Chris Hedges: Avi Shlaim, ehemaliger Oxford-Professor für internationale Beziehungen und einer der bedeutendsten Historiker des Nahen Ostens, wurde 1950 im Alter von fünf Jahren gezwungen, den Irak zu verlassen, wo seine Familie seit Generationen verwurzelt war. Sie flohen in den neuen Staat Israel. Die einst blühende jüdische Gemeinde in Bagdad, zu der er und seine Familie gehörten, zählte vor der Gründung des zionistischen Staates etwa 130.000 Menschen. Heute ist sie so gut wie verschwunden. In seinem Buch Three Worlds: Memoirs of an Arab-Jew beschwört er diese verlorene Welt herauf, eine Welt, die hochgebildet, kultiviert und mehrsprachig war und in Harmonie mit Sunniten, Schiiten und Christen in der neu gegründeten Nation Irak lebte, nachdem das Osmanische Reich nach dem Ersten Weltkrieg aufgeteilt worden war. Seine Erzählung steht im Widerspruch zur offiziellen zionistischen Darstellung, der zufolge der Antisemitismus fest im Islam verankert ist und die Juden in der arabischen Welt vor der Gründung des Staates Israel im Jahr 1948 eine verfolgte Minderheit waren, die gerettet und in den neuen jüdischen Staat gebracht werden musste. „Die Jahre 1950-51 bedeuteten für die irakischen Juden eine Katastrophe“, schreibt Professor Shlaim. „Innerhalb von etwas mehr als einem Jahr verließ fast die gesamte Gemeinschaft ihre alte Heimat. Meine Familie war unter ihnen. Unser komfortabler Lebensstil brach mit einer Veränderung zusammen, die ich als Kind nicht einmal ansatzweise begreifen konnte. Seitdem versuche ich zu begreifen, was passiert ist und warum. Dieser Exodus, schreibt er, wurde nach fünf Bombenanschlägen auf jüdische Ziele in Bagdad zwischen 1950 und 1951 zur Routine. Wer diese Terroranschläge verübt hat, bei denen Juden verletzt und getötet wurden, ist seit 75 Jahren umstritten, wobei zwei offizielle israelische Untersuchungskommissionen eingesetzt wurden. Die Recherchen von Professor Shlaim, die sich auf Interviews mit den Beteiligten und israelische Dokumente stützen, kommen zu dem Schluss, dass „drei der fünf Bombenanschläge das Werk des zionistischen Untergrunds waren“, Teil eines Versuchs, Juden durch Angst zur Ausreise nach Israel zu bewegen. In Israel angekommen, wurden Professor Shlaim und seine Familie von den europäischen Juden, die das politische und kulturelle Leben Israels dominierten, diskriminiert, weil sie arabischer Abstammung waren.

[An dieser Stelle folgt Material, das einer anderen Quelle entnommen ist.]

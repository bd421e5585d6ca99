//! `roadmap-view` command-line front end

use anyhow::Context;
use clap::{value_parser, Arg, ArgMatches, Command};
use roadmap_graph::{RankDirection, RoadmapSnapshot};
use roadmap_view::{layout_snapshot, ViewConfig};
use std::path::{Path, PathBuf};
use std::process::ExitCode;
use tracing_subscriber::EnvFilter;

fn cli() -> Command {
    Command::new("roadmap-view")
        .version(roadmap_view::VERSION)
        .about("Lay out learning roadmaps as layered graphs")
        .subcommand_required(true)
        .arg(
            Arg::new("log-level")
                .long("log-level")
                .global(true)
                .help("Log filter, overrides RUST_LOG (e.g. debug, roadmap_graph=trace)"),
        )
        .subcommand(
            Command::new("layout")
                .about("Print the positioned graph of a snapshot as JSON")
                .arg(
                    Arg::new("snapshot")
                        .required(true)
                        .value_parser(value_parser!(PathBuf))
                        .help("Roadmap snapshot JSON file"),
                )
                .arg(
                    Arg::new("config")
                        .long("config")
                        .value_parser(value_parser!(PathBuf))
                        .help("View configuration TOML file"),
                )
                .arg(
                    Arg::new("direction")
                        .long("direction")
                        .value_parser(["tb", "lr"])
                        .help("Rank direction, overrides the configuration"),
                ),
        )
        .subcommand(
            Command::new("validate")
                .about("Check a snapshot and report its shape")
                .arg(
                    Arg::new("snapshot")
                        .required(true)
                        .value_parser(value_parser!(PathBuf))
                        .help("Roadmap snapshot JSON file"),
                )
                .arg(
                    Arg::new("config")
                        .long("config")
                        .value_parser(value_parser!(PathBuf))
                        .help("View configuration TOML file"),
                ),
        )
}

fn init_tracing(level: Option<&String>) {
    let filter = match level {
        Some(level) => EnvFilter::new(level),
        None => EnvFilter::try_from_default_env().unwrap_or_else(|_| EnvFilter::new("info")),
    };
    tracing_subscriber::fmt()
        .with_env_filter(filter)
        .with_writer(std::io::stderr)
        .init();
}

fn read_snapshot(path: &Path) -> anyhow::Result<RoadmapSnapshot> {
    let json = std::fs::read_to_string(path)
        .with_context(|| format!("failed to read snapshot {}", path.display()))?;
    RoadmapSnapshot::from_json(&json)
        .with_context(|| format!("invalid snapshot {}", path.display()))
}

fn read_config(args: &ArgMatches) -> anyhow::Result<ViewConfig> {
    match args.get_one::<PathBuf>("config") {
        Some(path) => ViewConfig::load(path)
            .with_context(|| format!("failed to load configuration {}", path.display())),
        None => Ok(ViewConfig::default()),
    }
}

fn required_path<'a>(args: &'a ArgMatches, name: &str) -> anyhow::Result<&'a PathBuf> {
    args.get_one::<PathBuf>(name)
        .with_context(|| format!("missing argument <{name}>"))
}

fn run_layout(args: &ArgMatches) -> anyhow::Result<()> {
    let mut config = read_config(args)?;
    if let Some(direction) = args.get_one::<String>("direction") {
        config.layout.direction = direction.parse::<RankDirection>()?;
    }

    let snapshot = read_snapshot(required_path(args, "snapshot")?)?;
    let layout = layout_snapshot(&snapshot, &config).context("layout failed")?;
    println!("{}", serde_json::to_string_pretty(&layout)?);
    Ok(())
}

fn run_validate(args: &ArgMatches) -> anyhow::Result<()> {
    let config = read_config(args)?;
    let snapshot = read_snapshot(required_path(args, "snapshot")?)?;
    let layout = layout_snapshot(&snapshot, &config).context("roadmap is not valid")?;

    println!("Roadmap: {}", snapshot.topic);
    println!("  Difficulty: {}", snapshot.difficulty);
    println!("  Language: {}", snapshot.language);
    println!("  Nodes: {}", layout.node_count());
    println!("  Edges: {}", layout.edges.len());
    println!("  Ranks: {}", layout.rank_count);
    println!(
        "  Bounds: {:.0} x {:.0}",
        layout.bounds.width, layout.bounds.height
    );
    Ok(())
}

fn main() -> ExitCode {
    let matches = cli().get_matches();
    init_tracing(matches.get_one::<String>("log-level"));

    let result = match matches.subcommand() {
        Some(("layout", args)) => run_layout(args),
        Some(("validate", args)) => run_validate(args),
        _ => Ok(()),
    };

    match result {
        Ok(()) => ExitCode::SUCCESS,
        Err(err) => {
            tracing::error!(error = %err, "command failed");
            eprintln!("error: {err:#}");
            ExitCode::FAILURE
        }
    }
}

#[cfg(test)]
mod tests {
    use super::*;

    #[test]
    fn cli_is_well_formed() {
        cli().debug_assert();
    }

    #[test]
    fn direction_is_restricted() {
        let parsed = cli().try_get_matches_from(["roadmap-view", "layout", "r.json", "--direction", "bt"]);
        assert!(parsed.is_err());

        let parsed = cli()
            .try_get_matches_from(["roadmap-view", "layout", "r.json", "--direction", "lr"])
            .unwrap();
        let (_, args) = parsed.subcommand().unwrap();
        assert_eq!(args.get_one::<String>("direction").unwrap(), "lr");
    }
}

Er schreibt: „Indem ich mich mit der Geschichte meiner Familie im Irak beschäftigte, gewann ich ein besseres Verständnis für das Wesen und die globalen Auswirkungen des Zionismus… Der Zionismus war eine Siedler-Kolonialbewegung… Rückblickend scheint es mir völlig unbestreitbar, dass die Gründung Israels eine monumentale Ungerechtigkeit gegenüber den Palästinensern bedeutete. Eine dreiviertel Million Palästinenser, mehr als die Hälfte der Gesamtbevölkerung, wurden zu Flüchtlingen…

„Die Geschichte meiner Familie hat mir jedoch vor Augen geführt, dass es eine weitere Kategorie von Opfern des zionistischen Projekts gab: die Juden in den arabischen Ländern. Außerdem gab es eine Verbindung zwischen der Art und Weise, wie die zionistische Bewegung die palästinensischen Araber behandelte, und ihrer Behandlung der arabischen Juden. Beide Gruppen waren Mittel zum Zweck: die Errichtung eines exklusiven jüdischen Nationalstaates im Herzen des Nahen Ostens… Die gleichen kolonialen Institutionen, die die Palästinenser vertrieben, hatten die Aufgabe, die jüdischen Einwanderer aus den arabischen Ländern zu absorbieren. Und dieselbe arrogante, eurozentrische, orientalistische Denkweise begrüßte die jüdischen Neuankömmlinge aus dem Osten.“ Professor Avi Shlaim spricht mit mir über sein Buch Three Worlds: Memoirs of an Arab-Jews.

Avi Shlaim: Wie Sie schon sagten, wollte ich mit diesem Buch die einzigartige jüdische Zivilisation des Nahen Ostens wiederbeleben, die im 20. Jahrhundert vom kalten Wind des Nationalismus verweht wurde. Und mein Buch ist ein Versuch, die persönliche Geschichte und die Familiengeschichte mit einer viel größeren Geschichte der jüdischen Gemeinschaft im Irak in der ersten Hälfte des 20.Jahrhunderts zu verweben. Jahrhunderts zu verweben. Und wie Sie schon sagten, widerspricht meine Darstellung genau dem zionistischen Narrativ, das besagt, dass der in der gesamten arabischen und islamischen Welt vorherrschende Antisemitismus und dieser tief verwurzelte Antisemitismus die Juden dazu zwang, die arabische Welt zu verlassen und in den neu gegründeten Staat Israel zu kommen. In meinem Buch versuche ich, einen ehrlichen Bericht darüber zu geben, wie das Leben im Irak vor unserem Umzug nach Israel war. Und einer der wichtigsten Punkte, die aus meinem Bericht hervorgingen, ist, dass es eine lange Tradition der Harmonie, eine lange Tradition der religiösen Toleranz zwischen den verschiedenen Minderheiten gab. Und im Irak gibt es viele Minderheiten. Es gab Christen, Katholiken, Chaldäer, Turkmenen, Jesiden und Juden. Und die Juden sind im Irak nicht besonders hervorgetreten.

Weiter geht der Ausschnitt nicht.